Scan the lines below for the string "BodyHandle" and report how many lines contain it, giving only the number.
+++ MATERIALS PROVIDED +++
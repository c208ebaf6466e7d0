//! Per-body simulation state

use crate::physics::math::{Scalar, Vector};
use std::fmt;

/// Errors raised while constructing a body
#[derive(Debug, Clone, PartialEq)]
pub enum BodyError {
    /// Mass was zero, negative or NaN
    NonPositiveMass { name: String, mass: Scalar },
    /// Position or velocity had a NaN or infinite component
    NonFiniteState { name: String },
    /// Bodies are keyed by name, so it cannot be blank
    EmptyName,
}

impl fmt::Display for BodyError {
    fn fmt(&self, f: &mut fmt::Formatter<'_>) -> fmt::Result {
        match self {
            BodyError::NonPositiveMass { name, mass } => {
                write!(f, "Body '{name}' must have a positive mass, got {mass}")
            }
            BodyError::NonFiniteState { name } => {
                write!(f, "Body '{name}' has a non-finite position or velocity")
            }
            BodyError::EmptyName => write!(f, "Body name must not be empty"),
        }
    }
}

impl std::error::Error for BodyError {}

/// Stable index of a body inside a simulation
#[derive(Debug, Clone, Copy, PartialEq, Eq, Hash, PartialOrd, Ord)]
pub struct BodyHandle(pub usize);

impl BodyHandle {
    #[inline]
    pub fn index(self) -> usize {
        self.0
    }
}

/// A point mass and the positions it has visited
///
/// Mass, the fixed flag and the initial position never change after
/// construction. Fixed bodies still attract every other body, but no
/// integrator moves them.
#[derive(Debug, Clone, PartialEq)]
pub struct Body {
    name: String,
    position: Vector,
    initial_position: Vector,
    velocity: Vector,
    mass: Scalar,
    fixed: bool,
    trajectory: Vec<Vector>,
}

impl Body {
    pub fn new(
        name: impl Into<String>,
        position: Vector,
        mass: Scalar,
        velocity: Vector,
        fixed: bool,
    ) -> Result<Self, BodyError> {
        let name = name.into();

        if name.trim().is_empty() {
            return Err(BodyError::EmptyName);
        }

        if !mass.is_finite() || mass <= 0.0 {
            return Err(BodyError::NonPositiveMass { name, mass });
        }

        if !position.is_finite() || !velocity.is_finite() {
            return Err(BodyError::NonFiniteState { name });
        }

        Ok(Self {
            name,
            position,
            initial_position: position,
            velocity,
            mass,
            fixed,
            trajectory: Vec::new(),
        })
    }

    /// A body the integrators are free to move
    pub fn free(
        name: impl Into<String>,
        position: Vector,
        mass: Scalar,
        velocity: Vector,
    ) -> Result<Self, BodyError> {
        Self::new(name, position, mass, velocity, false)
    }

    /// A body pinned in place, at rest
    pub fn fixed(name: impl Into<String>, position: Vector, mass: Scalar) -> Result<Self, BodyError> {
        Self::new(name, position, mass, Vector::ZERO, true)
    }

    #[inline]
    pub fn name(&self) -> &str {
        &self.name
    }

    #[inline]
    pub fn position(&self) -> Vector {
        self.position
    }

    #[inline]
    pub fn position_mut(&mut self) -> &mut Vector {
        &mut self.position
    }

    #[inline]
    pub fn initial_position(&self) -> Vector {
        self.initial_position
    }

    #[inline]
    pub fn velocity(&self) -> Vector {
        self.velocity
    }

    #[inline]
    pub fn velocity_mut(&mut self) -> &mut Vector {
        &mut self.velocity
    }

    #[inline]
    pub fn mass(&self) -> Scalar {
        self.mass
    }

    #[inline]
    pub fn is_fixed(&self) -> bool {
        self.fixed
    }

    #[inline]
    pub fn trajectory(&self) -> &[Vector] {
        &self.trajectory
    }

    /// Whether the current position and velocity are both finite
    #[inline]
    pub fn is_finite(&self) -> bool {
        self.position.is_finite() && self.velocity.is_finite()
    }

    /// Append the current position to the trajectory
    pub fn record_position(&mut self) {
        self.trajectory.push(self.position);
    }

    pub fn take_trajectory(&mut self) -> Vec<Vector> {
        std::mem::take(&mut self.trajectory)
    }

    pub fn momentum(&self) -> Vector {
        self.velocity * self.mass
    }

    pub fn kinetic_energy(&self) -> Scalar {
        0.5 * self.mass * self.velocity.length_squared()
    }
}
+++
[RESULT FOR THIS TASK]: 2